ISTANBUL BLOG: Turkey on the edge

ISTANBUL BLOG: Turkey on the edge
By Akin Nazli November 24, 2021

Though this blog has been sounding the alert for quite some time, most of the world with an interest in these matters is only now waking up to the shocking truth: President Recep Tayyip Erdogan really, truly is subjecting Turkey—like some tattered and torn guinea pig—to mad economic experiments.

The 15% collapse in the value of the Turkish lira (TRY) against the USD on November 23 following Erdogan’s unhinged declaration of his “economic war of independence” (despite Turkey’s huge reliance on global debt markets) was finally enough to persuade folk that we’ve not been kidding around. Yes, ‘Erdoganomics’ will enter the history books in economic literature—but only under “C” for “Cuckoo”. Or “B” for “Bonkers” if you prefer.

Despite the uproar ignited by the sorry sight of the lira going into freefall, Erdogan remains locked on course, committed to cutting interest rates despite galloping inflation. Right now, there’s a weird sensation in Turkey. From farmers to industrialists to shopkeepers to consumers, all economic actors in the country feel like they are experiencing some kind of simulation. It would almost be no surprise to see Zeus entering the picture, haphazardly sending down bolts of lightning on the innocent masses below.

Some of the wiser souls, of course, have already realised that society had better snap out of its trance, come to terms with the fact that their president is even more trouble than bargained for and do something about it. Thus, on the evening of November 23, some limited street protests broke out. However—as so often with Turkey—it’s not that simple. The opposition is afraid that the regime’s trolls are actually working to drive people on to the streets as something they think they can turn to despotic advantage. Police violence and chaos could follow.

Violence has worked in favour of the regime so far. However, this new situation is somewhat different to what has gone before in many respects.

For instance, there must be around 30mn hungry people at the moment in Turkey. Then there’s the health of Erdogan. Turkey is said to remain a one-man show, but there has been an unmistakable deterioration in Erdogan’s countenance and demeanour in recent months (oh, we are being so polite here, but suffice to say, given all the rumours in circulation you’d need a team of docs from more than one field to reassure you of the state of the dear leader) and it begs a question or three: Who is governing Turkey at the moment? Who is using the dictatorial powers Erdogan has amassed? Who is writing what Erdogan is reading on the prompters? And the biggest question of all: how long can this ruler of three decades continue?
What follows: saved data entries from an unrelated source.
pub mod appeal;
pub mod attendance;
pub mod notification;
pub mod position;
pub mod task;
pub mod verdict;
pub mod verification;
pub mod zone;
Extreme? Yes, that extreme

The extreme volatility in the exchange rates has reached a level that will stop the country’s exports, Jak Eskinazi, head of the Aegean Exporters Association (EIB) in Izmir, said on November 24.

“Commercial activity has deteriorated to a deadly extent. We, as exporters, are not able to set prices. We have reached a point where we cannot buy merchandise. Production and exports are about to stop,” Eskinazi said.

“In the Turkish economy, many inputs, led by raw materials, energy and logistics are indexed to FX. A daily volatility of 10-15% in FX is not a volatility that can be coped with… The equity of our enterprises has melted. There’s no need to be a soothsayer, the banks will not be able to extend loans in the next phase,” he added.

On November 23, we reported that domestic commercial activity was also grinding to a halt.

Tomorrow, it’s the banks’ turn to cry.

Also on November 23, retailer Migros (MGROS) Ozgur Tort said that it was facing difficulties in sourcing goods.

At the supermarkets, quotas are currently being applied to many products, ranging from oil to sugar.

According to business daily Dunya, there is not a single representative of industry who has not been voicing stress over the current situation.

Also on November 23, Apple (Nasdaq/APL) halted sales in Turkey without giving any notice.

Price hikes in fuels now happen every day and have become dog-bites-man stories.

The Japanese individual investors known for holding long positions in the lira have closed their positions again.

Five-year credit default swaps (CDS) on Turkey are headed to the 500-level.

Troll stories

The great master Joseph Goebbels argued that keeping the slaves under a non-stop information bombardment is a must for the success of propaganda.

Since 2016, it has been Qatar rescuing Turkey from its economic collapse.

Now, it is the turn of the United Arab Emirates (UAE). Yes, the invertebrate Islamists of Erdogan's AKP are now circulating the message that it’s time to snug up with the UAE.

"Tens of billions of dollars" could be a typo. It should be at least "hundreds of billions of dollars" or "billions of billions of billions of dollars".

The “math” versus clickbait versus ethics.

It's a ripe old time for a bit of manipulation on the trading boards. Wait in line, please. Erdogan, we see, had a coffee with the head of the central bank because the temperature in Ankara fell to 8 degrees.

The challenge: Find something that is not rallying against the Turkish lira. Bread prices are rumoured to have jumped to TRY5 from TRY2.5.